**Task directions**
Go through the listing below and state how many of its lines include "offset". Write only that number.

**Data supplied**
//! Per-epoch plans derived from the training and evaluation gating

use serde::Serialize;

use super::Phase;
use crate::config::TrainConfig;

/// What a checkpoint at the end of an epoch contains
#[derive(Debug, Clone, Copy, PartialEq, Eq, Serialize)]
#[serde(rename_all = "snake_case")]
pub enum CheckpointMode {
    /// Agent weights, optimizer state, epoch counter and dataset
    Full,
    /// Agent weights only
    AgentOnly,
}

/// Everything the trainer does in one epoch
#[derive(Debug, Clone, PartialEq, Eq, Serialize)]
pub struct EpochPlan {
    /// 1-based epoch number
    pub epoch: u32,
    /// Collect fresh episodes into the training dataset
    pub collect_train: bool,
    /// Modules optimized this epoch, in training order
    pub train: Vec<Phase>,
    /// Evaluation epoch (the test dataset is refreshed)
    pub evaluate: bool,
    /// Modules evaluated; the actor-critic entry means imagination inspection
    pub eval: Vec<Phase>,
    /// Save tokenizer reconstructions
    pub save_reconstructions: bool,
    /// Checkpoint written at the end of the epoch
    pub checkpoint: Option<CheckpointMode>,
}

impl EpochPlan {
    /// Derive the plan for `epoch` (1-based)
    pub fn for_epoch(config: &TrainConfig, epoch: u32) -> Self {
        let training = &config.training_settings;
        let evaluation = &config.evaluation_settings;

        let train = if training.should {
            Phase::ALL
                .into_iter()
                .filter(|phase| epoch > phase.training_start(config))
                .collect()
        } else {
            Vec::new()
        };

        let collect_train = training.should
            && config
                .collector_train
                .stop_after_epochs
                .map_or(true, |stop| epoch <= stop);

        let evaluate = evaluation.should && epoch % evaluation.every == 0;
        let eval = if evaluate {
            Phase::ALL
                .into_iter()
                .filter(|phase| epoch > phase.evaluation_start(config))
                .collect()
        } else {
            Vec::new()
        };

        let checkpoint = training.should.then(|| {
            if config.common.do_checkpoint {
                CheckpointMode::Full
            } else {
                CheckpointMode::AgentOnly
            }
        });

        Self {
            epoch,
            collect_train,
            train,
            evaluate,
            eval,
            save_reconstructions: evaluate && evaluation.tokenizer.save_reconstructions,
            checkpoint,
        }
    }

    /// Nothing but a checkpoint happens this epoch
    pub fn is_idle(&self) -> bool {
        !self.collect_train && self.train.is_empty() && !self.evaluate
    }

    /// Whether the actor-critic imagines episodes this epoch
    ///
    /// Gated on the evaluation start, while [`imagination_episode_id`] counts
    /// from the training start. When evaluation starts earlier, the epochs in
    /// between inspect imagination but have no episode ids to save under.
    pub fn inspects_imagination(&self) -> bool {
        self.eval.contains(&Phase::ActorCritic)
    }
}

/// Iterator over the epoch plans of a run
#[derive(Debug, Clone)]
pub struct Schedule<'a> {
    config: &'a TrainConfig,
    next: u64,
    last: u64,
}

impl<'a> Schedule<'a> {
    /// Plans for a fresh run, epochs `1..=common.epochs`
    pub fn new(config: &'a TrainConfig) -> Self {
        Self::between(config, 1, config.common.epochs)
    }

    /// Plans for a run resumed after `completed_epoch` finished
    pub fn resume_after(config: &'a TrainConfig, completed_epoch: u32) -> Self {
        Self::between(
            config,
            completed_epoch.saturating_add(1),
            config.common.epochs,
        )
    }

    /// Plans for epochs `from..=to`, clamped to the run
    pub fn between(config: &'a TrainConfig, from: u32, to: u32) -> Self {
        Self {
            config,
            next: u64::from(from.max(1)),
            last: u64::from(to.min(config.common.epochs)),
        }
    }

    /// First epoch the schedule will yield, if any
    pub fn start_epoch(&self) -> Option<u32> {
        u32::try_from(self.next)
            .ok()
            .filter(|_| self.next <= self.last)
    }
}

impl Iterator for Schedule<'_> {
    type Item = EpochPlan;

    fn next(&mut self) -> Option<Self::Item> {
        if self.next > self.last {
            return None;
        }
        let epoch = u32::try_from(self.next).ok()?;
        self.next += 1;
        Some(EpochPlan::for_epoch(self.config, epoch))
    }

    fn size_hint(&self) -> (usize, Option<usize>) {
        let remaining = (self.last + 1).saturating_sub(self.next) as usize;
        (remaining, Some(remaining))
    }
}

impl ExactSizeIterator for Schedule<'_> {}

/// Id of the `index`-th imagined episode saved in `epoch`
///
/// Ids are contiguous across evaluation epochs starting from the first epoch
/// the actor-critic trains in. `None` before that epoch.
pub fn imagination_episode_id(
    config: &TrainConfig,
    epoch: u32,
    index: u32,
    batch_size: u32,
) -> Option<u64> {
    let start = config
        .training_settings
        .actor_critic
        .component
        .start_after_epochs;
    let offset = epoch.checked_sub(1)?.checked_sub(start)?;
    Some(u64::from(offset) * u64::from(batch_size) + u64::from(index))
}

**Response area**
2